[llvm-commits] Speeding up instruction selection

Tue Apr 22 19:43:20 PDT 2008

On Apr 21, 2008, at 8:51 AM, Roman Levenstein wrote:
> Sorry, forgot to attach the patch ;-)
>
> 2008/4/21, Roman Levenstein <romix.llvm at googlemail.com>:
>> Hi,
>>
>> 2008/4/19, Roman Levenstein <romix.llvm at googlemail.com>:
>>
>>> Hi Dan, Hi Evan,
>>>
>>> 2008/4/19, Dan Gohman <gohman at apple.com>:
>>>
>>>>
>>>> On Apr 16, 2008, at 9:19 AM, Roman Levenstein wrote:
>>>>>
>>>>
>>>>> BTW, Dan, have you had any time to look at the patch introducing
>>>>> queues instead of heaps in the target specific instruction  
>>>>> selectors?
>>>>
>>>>
>>>> Is this the ScheduleDAGRRList patch that changes  
>>>> std::priority_queue
>>>> to std::set? I know you checked in part of those changes already;
>>>> could you send me an updated patch with just the outstanding  
>>>> changes?
>>>
>>>
>>> No. I don't mean the ScheduleDAGRRList.pacth. For this one, I  
>>> proposed
>>> the remaining patch just with the outstanding patches yesterday (see
>>> http://lists.cs.uiuc.edu/pipermail/llvm-commits/Week-of-Mon-20080414/061236.html) 
>>> .
>>> And it is also about using the std::set :-)
>>>
>>> The patch for instruction selectors was proposed by me here:
>>> http://lists.cs.uiuc.edu/pipermail/llvm-commits/Week-of-Mon-20080303/059215.html
>>> It is related to the Select() and SelectRoot implementations inside
>>> the target-specific code selectors generated by tablegen.
>>>
>>> Regarding my questions about std::set vs std;;multiset in the  
>>> mentioned patch:
>>> Having looked into it again, I have the impression that std::set  
>>> could
>>> be used and there is no need for std::multiset.

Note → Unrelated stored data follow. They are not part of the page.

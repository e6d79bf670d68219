use std::sync::Arc;
use std::time::Duration as StdDuration;

use chrono::{DateTime, Duration, Utc};
use serde::Serialize;
use tokio::sync::Mutex;
use uuid::Uuid;

use crate::entities::booking::{self, BookingStatus};
use crate::utils::clock::Clock;

use super::error::{BookingError, BookingResult};
use super::lifecycle::{BookingLifecycle, Transitioned};
use super::store::BookingStore;

#[derive(Debug, Clone, Copy, PartialEq, Eq, Serialize)]
pub struct SweepReport {
    pub as_of: DateTime<Utc>,
    pub activated: u32,
    pub expired: u32,
    pub unchanged: u32,
    pub failed: u32,
}

impl SweepReport {
    fn new(as_of: DateTime<Utc>) -> Self {
        Self {
            as_of,
            activated: 0,
            expired: 0,
            unchanged: 0,
            failed: 0,
        }
    }
}

enum SweepAction {
    Activated,
    Expired,
    Unchanged,
}

/// Periodic re-evaluation of time-dependent booking states.
///
/// Only one sweep runs at a time: a local `try_lock` guards this process and
/// a lease row in the store guards against other instances. The lease is
/// renewed once half its TTL has passed, and a sweep that loses it stops
/// before touching further bookings.
pub struct StatusSweeper {
    lifecycle: Arc<BookingLifecycle>,
    store: Arc<dyn BookingStore>,
    clock: Arc<dyn Clock>,
    run_lock: Mutex<()>,
    instance_id: Uuid,
    lease_ttl: Duration,
}

impl StatusSweeper {
    pub fn new(
        lifecycle: Arc<BookingLifecycle>,
        store: Arc<dyn BookingStore>,
        clock: Arc<dyn Clock>,
        lease_ttl: Duration,
    ) -> Self {
        Self {
            lifecycle,
            store,
            clock,
            run_lock: Mutex::new(()),
            instance_id: Uuid::new_v4(),
            lease_ttl,
        }
    }

    pub async fn run(&self, as_of: DateTime<Utc>) -> BookingResult<SweepReport> {
        let Ok(_local) = self.run_lock.try_lock() else {
            return Err(BookingError::SweepAlreadyRunning);
        };

        let leased_at = self.clock.now();
        let acquired = self
            .store
            .acquire_sweep_lease(self.instance_id, self.lease_ttl, leased_at)
            .await?;
        if !acquired {
            return Err(BookingError::SweepAlreadyRunning);
        }

        let result = self.sweep(as_of, leased_at).await;

        if let Err(e) = self.store.release_sweep_lease(self.instance_id).await {
            tracing::warn!(error = %e, "Failed to release sweep lease, it will lapse");
        }
        result
    }

    /// Run a sweep on every tick of `period` until the task is dropped.
    pub async fn run_periodically(self: Arc<Self>, period: StdDuration) {
        let mut ticker = tokio::time::interval(period);
        ticker.set_missed_tick_behavior(tokio::time::MissedTickBehavior::Skip);

        loop {
            ticker.tick().await;
            match self.run(self.clock.now()).await {
                Ok(report) => tracing::debug!(?report, "Scheduled sweep finished"),
                Err(BookingError::SweepAlreadyRunning) => {
                    tracing::debug!("Sweep skipped, another run holds the lock")
                }
                Err(e) => tracing::error!(error = %e, "Scheduled sweep failed"),
            }
        }
    }

    async fn sweep(
        &self,
        as_of: DateTime<Utc>,
        leased_at: DateTime<Utc>,
    ) -> BookingResult<SweepReport> {
        let candidates = self.store.non_terminal_bookings().await?;
        tracing::info!(count = candidates.len(), %as_of, "Starting status sweep");

        let mut report = SweepReport::new(as_of);
        let mut renew_at = leased_at + self.lease_ttl / 2;
        for booking in &candidates {
            let now = self.clock.now();
            if now >= renew_at {
                match self
                    .store
                    .renew_sweep_lease(self.instance_id, self.lease_ttl, now)
                    .await
                {
                    Ok(true) => renew_at = now + self.lease_ttl / 2,
                    Ok(false) => {
                        tracing::warn!("Sweep lease taken over, stopping early");
                        break;
                    }
                    Err(e) => {
                        tracing::warn!(error = %e, "Failed to renew sweep lease, stopping early");
                        break;
                    }
                }
            }

            match self.sweep_one(booking, as_of).await {
                Ok(SweepAction::Activated) => report.activated += 1,
                Ok(SweepAction::Expired) => report.expired += 1,
                Ok(SweepAction::Unchanged) => report.unchanged += 1,
                Err(e) => {
                    report.failed += 1;
                    tracing::error!(booking_id = %booking.id, error = %e, "Sweep item failed");
                }
            }
        }

        tracing::info!(
            activated = report.activated,
            expired = report.expired,
            unchanged = report.unchanged,
            failed = report.failed,
            "Status sweep finished"
        );
        Ok(report)
    }

    async fn sweep_one(
        &self,
        booking: &booking::Model,
        as_of: DateTime<Utc>,
    ) -> BookingResult<SweepAction> {
        // Payment recorded but the transition never landed
        if booking.status != BookingStatus::Active {
            if let Some(payment_ref) = booking.external_payment_ref.as_deref() {
                let activated = self.lifecycle.activate(booking.id, payment_ref).await;
                return settle(activated, SweepAction::Activated);
            }
        }

        let expired = self.lifecycle.expire_if_due(booking.id, as_of).await;
        settle(expired, SweepAction::Expired)
    }
}

fn settle(
    result: BookingResult<Transitioned>,
    on_change: SweepAction,
) -> BookingResult<SweepAction> {
    match result {
        Ok(outcome) if outcome.changed => Ok(on_change),
        Ok(_) => Ok(SweepAction::Unchanged),
        // Cancelled or expired after the candidate list was read
        Err(BookingError::InvalidTransition { .. }) => Ok(SweepAction::Unchanged),
        Err(e) => Err(e),
    }
}
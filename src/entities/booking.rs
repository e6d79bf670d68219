use std::fmt;

use sea_orm::entity::prelude::*;
use serde::{Deserialize, Serialize};

#[derive(
    Debug, Clone, Copy, PartialEq, Eq, Hash, EnumIter, DeriveActiveEnum, Serialize, Deserialize,
)]
#[sea_orm(rs_type = "String", db_type = "Enum", enum_name = "plan_type")]
#[serde(rename_all = "snake_case")]
pub enum PlanType {
    #[sea_orm(string_value = "weekly")]
    Weekly,
    #[sea_orm(string_value = "bi_weekly")]
    BiWeekly,
    #[sea_orm(string_value = "monthly")]
    Monthly,
    #[sea_orm(string_value = "semester")]
    Semester,
    #[sea_orm(string_value = "annual")]
    Annual,
}

#[derive(
    Debug, Clone, Copy, PartialEq, Eq, Hash, EnumIter, DeriveActiveEnum, Serialize, Deserialize,
)]
#[sea_orm(rs_type = "String", db_type = "Enum", enum_name = "booking_status")]
#[serde(rename_all = "snake_case")]
pub enum BookingStatus {
    #[sea_orm(string_value = "pending")]
    Pending,
    #[sea_orm(string_value = "awaiting_approval")]
    AwaitingApproval,
    #[sea_orm(string_value = "active")]
    Active,
    #[sea_orm(string_value = "cancelled")]
    Cancelled,
    #[sea_orm(string_value = "expired")]
    Expired,
}

impl PlanType {
    pub fn as_str(self) -> &'static str {
        match self {
            PlanType::Weekly => "weekly",
            PlanType::BiWeekly => "bi_weekly",
            PlanType::Monthly => "monthly",
            PlanType::Semester => "semester",
            PlanType::Annual => "annual",
        }
    }
}

impl fmt::Display for PlanType {
    fn fmt(&self, f: &mut fmt::Formatter<'_>) -> fmt::Result {
        f.write_str(self.as_str())
    }
}

impl BookingStatus {
    /// Statuses that hold a seat on the route.
    pub const OCCUPYING: [BookingStatus; 3] = [
        BookingStatus::Pending,
        BookingStatus::AwaitingApproval,
        BookingStatus::Active,
    ];

    pub fn occupies_seat(self) -> bool {
        Self::OCCUPYING.contains(&self)
    }

    pub fn is_terminal(self) -> bool {
        matches!(self, BookingStatus::Cancelled | BookingStatus::Expired)
    }

    pub fn as_str(self) -> &'static str {
        match self {
            BookingStatus::Pending => "pending",
            BookingStatus::AwaitingApproval => "awaiting_approval",
            BookingStatus::Active => "active",
            BookingStatus::Cancelled => "cancelled",
            BookingStatus::Expired => "expired",
        }
    }
}

impl fmt::Display for BookingStatus {
    fn fmt(&self, f: &mut fmt::Formatter<'_>) -> fmt::Result {
        f.write_str(self.as_str())
    }
}

#[derive(Clone, Debug, PartialEq, DeriveEntityModel, Serialize, Deserialize)]
#[sea_orm(table_name = "booking")]
pub struct Model {
    #[sea_orm(primary_key, auto_increment = false)]
    pub id: Uuid,
    pub student_id: Uuid,
    pub route_id: Uuid,
    pub pickup_point_id: Option<Uuid>,
    pub dropoff_point_id: Option<Uuid>,
    pub booked_by: Uuid,
    pub plan_type: PlanType,
    pub status: BookingStatus,
    pub start_date: Date,
    pub end_date: Option<Date>,
    #[sea_orm(column_type = "Decimal(Some((12, 2)))")]
    pub price_amount: Decimal,
    pub currency: String,
    pub external_payment_ref: Option<String>,
    pub created_at: DateTimeWithTimeZone,
    pub updated_at: DateTimeWithTimeZone,
    pub deleted_at: Option<DateTimeWithTimeZone>,
}

#[derive(Copy, Clone, Debug, EnumIter, DeriveRelation)]
pub enum Relation {
    #[sea_orm(
        belongs_to = "super::route::Entity",
        from = "Column::RouteId",
        to = "super::route::Column::Id"
    )]
    Route,
}

impl Related<super::route::Entity> for Entity {
    fn to() -> RelationDef {
        Relation::Route.def()
    }
}

impl ActiveModelBehavior for ActiveModel {}
use sea_orm_migration::{prelude::*, schema::*, sea_orm::sea_query::extension::postgres::Type};

use super::m20240801_000002_create_routes::Route;

#[derive(DeriveMigrationName)]
pub struct Migration;

#[async_trait::async_trait]
impl MigrationTrait for Migration {
    async fn up(&self, manager: &SchemaManager) -> Result<(), DbErr> {
        manager
            .create_type(
                Type::create()
                    .as_enum(PlanType::Enum)
                    .values([
                        PlanType::Weekly,
                        PlanType::BiWeekly,
                        PlanType::Monthly,
                        PlanType::Semester,
                        PlanType::Annual,
                    ])
                    .to_owned(),
            )
            .await?;

        manager
            .create_type(
                Type::create()
                    .as_enum(BookingStatus::Enum)
                    .values([
                        BookingStatus::Pending,
                        BookingStatus::AwaitingApproval,
                        BookingStatus::Active,
                        BookingStatus::Cancelled,
                        BookingStatus::Expired,
                    ])
                    .to_owned(),
            )
            .await?;

        manager
            .create_table(
                Table::create()
                    .table(Booking::Table)
                    .if_not_exists()
                    .col(uuid(Booking::Id).primary_key())
                    .col(uuid(Booking::StudentId).not_null())
                    .col(uuid(Booking::RouteId).not_null())
                    .col(uuid_null(Booking::PickupPointId))
                    .col(uuid_null(Booking::DropoffPointId))
                    .col(uuid(Booking::BookedBy).not_null())
                    .col(ColumnDef::new(Booking::PlanType).custom(PlanType::Enum).not_null())
                    .col(ColumnDef::new(Booking::Status).custom(BookingStatus::Enum).not_null())
                    .col(date(Booking::StartDate).not_null())
                    .col(date_null(Booking::EndDate))
                    .col(decimal_len(Booking::PriceAmount, 12, 2).not_null())
                    .col(string_len(Booking::Currency, 3).not_null())
                    .col(string_len_null(Booking::ExternalPaymentRef, 255))
                    .col(
                        timestamp_with_time_zone(Booking::CreatedAt)
                            .not_null()
                            .default(Expr::current_timestamp()),
                    )
                    .col(
                        timestamp_with_time_zone(Booking::UpdatedAt)
                            .not_null()
                            .default(Expr::current_timestamp()),
                    )
                    .col(timestamp_with_time_zone_null(Booking::DeletedAt))
                    .check(
                        Expr::col(Booking::EndDate)
                            .is_null()
                            .or(Expr::col(Booking::EndDate).gte(Expr::col(Booking::StartDate))),
                    )
                    .foreign_key(
                        ForeignKey::create()
                            .name("fk_booking_route")
                            .from(Booking::Table, Booking::RouteId)
                            .to(Route::Table, Route::Id)
                            .on_delete(ForeignKeyAction::Restrict),
                    )
                    .to_owned(),
            )
            .await?;

        // Capacity counts and sweeps both filter on these
        manager
            .create_index(
                Index::create()
                    .name("idx_booking_route_status")
                    .table(Booking::Table)
                    .col(Booking::RouteId)
                    .col(Booking::Status)
                    .to_owned(),
            )
            .await?;

        manager
            .create_index(
                Index::create()
                    .name("idx_booking_student")
                    .table(Booking::Table)
                    .col(Booking::StudentId)
                    .to_owned(),
            )
            .await
    }

    async fn down(&self, manager: &SchemaManager) -> Result<(), DbErr> {
        manager
            .drop_table(Table::drop().table(Booking::Table).to_owned())
            .await?;

        manager
            .drop_type(Type::drop().name(BookingStatus::Enum).to_owned())
            .await?;

        manager
            .drop_type(Type::drop().name(PlanType::Enum).to_owned())
            .await
    }
}

#[derive(DeriveIden)]
pub enum Booking {
    Table,
    Id,
    StudentId,
    RouteId,
    PickupPointId,
    DropoffPointId,
    BookedBy,
    PlanType,
    Status,
    StartDate,
    EndDate,
    PriceAmount,
    Currency,
    ExternalPaymentRef,
    CreatedAt,
    UpdatedAt,
    DeletedAt,
}

#[derive(DeriveIden)]
pub enum PlanType {
    #[sea_orm(iden = "plan_type")]
    Enum,
    #[sea_orm(iden = "weekly")]
    Weekly,
    #[sea_orm(iden = "bi_weekly")]
    BiWeekly,
    #[sea_orm(iden = "monthly")]
    Monthly,
    #[sea_orm(iden = "semester")]
    Semester,
    #[sea_orm(iden = "annual")]
    Annual,
}

#[derive(DeriveIden)]
pub enum BookingStatus {
    #[sea_orm(iden = "booking_status")]
    Enum,
    #[sea_orm(iden = "pending")]
    Pending,
    #[sea_orm(iden = "awaiting_approval")]
    AwaitingApproval,
    #[sea_orm(iden = "active")]
    Active,
    #[sea_orm(iden = "cancelled")]
    Cancelled,
    #[sea_orm(iden = "expired")]
    Expired,
}
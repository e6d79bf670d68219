use std::env;

use crate::engine::terms::{parse_terms, Term};

#[derive(Clone)]
pub struct Config {
    pub database_url: String,
    pub jwt_secret: String,
    pub payment_webhook_secret: String,
    pub server_host: String,
    pub server_port: u16,
    pub abandonment_grace_hours: i64,
    pub sweep_interval_secs: u64,
    pub sweep_lease_minutes: i64,
    pub admit_lock_timeout_ms: u64,
    pub admit_max_attempts: u32,
    pub semester_terms: Vec<Term>,
    pub annual_terms: Vec<Term>,
}

impl Config {
    pub fn from_env() -> Self {
        dotenvy::dotenv().ok();

        Self {
            database_url: env::var("DATABASE_URL")
                .expect("DATABASE_URL must be set"),
            jwt_secret: env::var("JWT_SECRET")
                .expect("JWT_SECRET must be set"),
            payment_webhook_secret: env::var("PAYMENT_WEBHOOK_SECRET")
                .expect("PAYMENT_WEBHOOK_SECRET must be set"),
            server_host: env::var("SERVER_HOST")
                .unwrap_or_else(|_| "0.0.0.0".to_string()),
            server_port: env::var("SERVER_PORT")
                .unwrap_or_else(|_| "3000".to_string())
                .parse()
                .expect("SERVER_PORT must be a number"),
            abandonment_grace_hours: env::var("ABANDONMENT_GRACE_HOURS")
                .unwrap_or_else(|_| "24".to_string())
                .parse()
                .expect("ABANDONMENT_GRACE_HOURS must be a number"),
            sweep_interval_secs: env::var("SWEEP_INTERVAL_SECS")
                .unwrap_or_else(|_| "86400".to_string())
                .parse()
                .expect("SWEEP_INTERVAL_SECS must be a number"),
            sweep_lease_minutes: env::var("SWEEP_LEASE_MINUTES")
                .unwrap_or_else(|_| "30".to_string())
                .parse()
                .expect("SWEEP_LEASE_MINUTES must be a number"),
            admit_lock_timeout_ms: parse_lock_timeout_ms(
                &env::var("ADMIT_LOCK_TIMEOUT_MS").unwrap_or_else(|_| "2000".to_string()),
            )
            .expect("ADMIT_LOCK_TIMEOUT_MS must be a positive number of milliseconds"),
            admit_max_attempts: env::var("ADMIT_MAX_ATTEMPTS")
                .unwrap_or_else(|_| "3".to_string())
                .parse()
                .expect("ADMIT_MAX_ATTEMPTS must be a number"),
            semester_terms: parse_terms(&env::var("SEMESTER_TERMS").unwrap_or_default())
                .expect("SEMESTER_TERMS must be a list of YYYY-MM-DD..YYYY-MM-DD ranges"),
            annual_terms: parse_terms(&env::var("ANNUAL_TERMS").unwrap_or_default())
                .expect("ANNUAL_TERMS must be a list of YYYY-MM-DD..YYYY-MM-DD ranges"),
        }
    }

    pub fn server_addr(&self) -> String {
        format!("{}:{}", self.server_host, self.server_port)
    }
}

/// A zero lock timeout disables the timeout in Postgres, so it is refused.
fn parse_lock_timeout_ms(raw: &str) -> Option<u64> {
    raw.trim().parse().ok().filter(|ms| *ms > 0)
}

#[cfg(test)]
mod tests {
    use super::*;

    #[test]
    fn test_lock_timeout_must_be_positive() {
        assert_eq!(parse_lock_timeout_ms("2000"), Some(2000));
        assert_eq!(parse_lock_timeout_ms(" 1 "), Some(1));
        assert_eq!(parse_lock_timeout_ms("0"), None);
        assert_eq!(parse_lock_timeout_ms("-5"), None);
        assert_eq!(parse_lock_timeout_ms("soon"), None);
    }
}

Basically, the this
>>> code:
>>>  void AddToISelQueue(SDOperand N) DISABLE_INLINE {
>>>   int Id = N.Val->getNodeId();
>>>   if (Id != -1 && !isQueued(Id)) {
>>>   ...
>>> }
>>> ensures that only one node with a given NodeId can be inserted into
>>> the ISelQueue.
>>>
>>> One possible further improvement, I'm thinking about is the  
>>> following:
>>> Why do we use a sorted data structure (e.g. sorted vector, set) for
>>> the ISelQueue at all?
>>>
>>> 1) If we look into the SelectRoot logic, it basically takes the node
>>> with the SMALLEST NodeId from the pending selection queue.
>>> 2) More over, it seems to me (please, confirm if it is true!) that  
>>> the
>>> next node taken for selection in the loop inside the SelectRoot, at
>>> any point in time, has a NodeId that is GREATER than the NodeId of  
>>> the
>>> last selected node.
>>> 3) Even if the selection of the node puts new nodes into the  
>>> selection
>>> queue, they ALWAYS have NodeIds GREATER than that of this node.
>>> Therefore the property (2) is preserved.
>>>
>>> I checked (2) and (3) by adding some debug output to the SelectRoot.
>>> Only one test of all llvm/test test-cases does not fulfill this
>>> assumptions and even there it is not quite obvious if it is a
>>> contradiction to (2) and (3) or a bug.
>>>
>>> So, assuming that properties (2) and (3) do hold, the following  
>>> can be
>>> probably done:
>>> - We iterate over the NodeId numbers from 0 till the DAGSize.
>>> - We check if a Node with a given NodeId (by looking into the
>>> TopOrder???), if isQueued(NodeId) is true, i.e. this is in the queue
>>> - We then check if isSelected(NodeId) is true or false and call
>>> Select() for this node, if it is not selected yet.
>>> - If a new node needs to be inserted into the queue, only
>>> setQueued(NodeId) is called
>>>
>>> With these changes, no online sorting would be required at all,  
>>> which
>>> is a great improvement over the current approach.
>>>
>>> What do you think about it?  Is it a correct analysis?
>>
>>
>> I created a working implementation based on these I ideas. Now all
>> llvm/test test-cases pass it. Please find it in  the attached patch.
>> The patch is rather ugly and uses a lot of #ifdefs, but I think it is
>> OK for a proof of concept.
>>
>> Short explanation for the macros:
>> OLD - enables old-style selector queue, using heaps. Can be used to
>> have a step-by-step comparison with std::set based approach.
>> USE_QUEUE - enables std::set based approach
>> NO_QUEUE - enables the implementation that does not use any special
>> sorted queue at all, as outlined in the previous mail.
>> (Note: USE_QUEUE should not be used at the same time as NO_QUEUE)
>>
>> Both USE_QUEUE and NO_QUEUE modes speed-up the instruction selection
>> significantly (on my test compilation time goes down from 12 to 9
>> seconds).
>>
>> I'm very interested in your comments about this approach.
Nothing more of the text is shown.